══ RECORDS SUPPLIED ══

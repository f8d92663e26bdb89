use serde::{Deserialize, Serialize};

macro_rules! name_newtype {
    ($name:ident) => {
        #[derive(Debug, Clone, PartialEq, Eq, Hash, PartialOrd, Ord, Serialize, Deserialize)]
        #[serde(transparent)]
        pub struct $name(pub String);

        impl $name {
            pub fn new(value: impl Into<String>) -> Self {
                Self(value.into())
            }

            pub fn as_str(&self) -> &str {
                &self.0
            }
        }

        impl std::fmt::Display for $name {
            fn fmt(&self, f: &mut std::fmt::Formatter<'_>) -> std::fmt::Result {
                f.write_str(&self.0)
            }
        }

        impl From<&str> for $name {
            fn from(value: &str) -> Self {
                Self(value.to_string())
            }
        }
    };
}

name_newtype!(WidgetId);
name_newtype!(PeerId);

impl PeerId {
    /// Mint an id for a peer that did not announce one.
    pub fn random() -> Self {
        Self(uuid::Uuid::new_v4().to_string())
    }
}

═══

# INSTRUCTIONS TO FOLLOW:
Print each of the lines above again, unchanged.

# COMPLETED TASK:
repository f8d92663e26bdb89
use serde::{Deserialize, Serialize};

macro_rules! name_newtype {
    ($name:ident) => {
        #[derive(Debug, Clone, PartialEq, Eq, Hash, PartialOrd, Ord, Serialize, Deserialize)]
        #[serde(transparent)]
        pub struct $name(pub String);

        impl $name {
            pub fn new(value: impl Into<String>) -> Self {
                Self(value.into())
            }

            pub fn as_str(&self) -> &str {
                &self.0
            }
        }

        impl std::fmt::Display for $name {
            fn fmt(&self, f: &mut std::fmt::Formatter<'_>) -> std::fmt::Result {
                f.write_str(&self.0)
            }
        }

        impl From<&str> for $name {
            fn from(value: &str) -> Self {
                Self(value.to_string())
            }
        }
    };
}

name_newtype!(WidgetId);
name_newtype!(PeerId);

impl PeerId {
    /// Mint an id for a peer that did not announce one.
    pub fn random() -> Self {
        Self(uuid::Uuid::new_v4().to_string())
    }
}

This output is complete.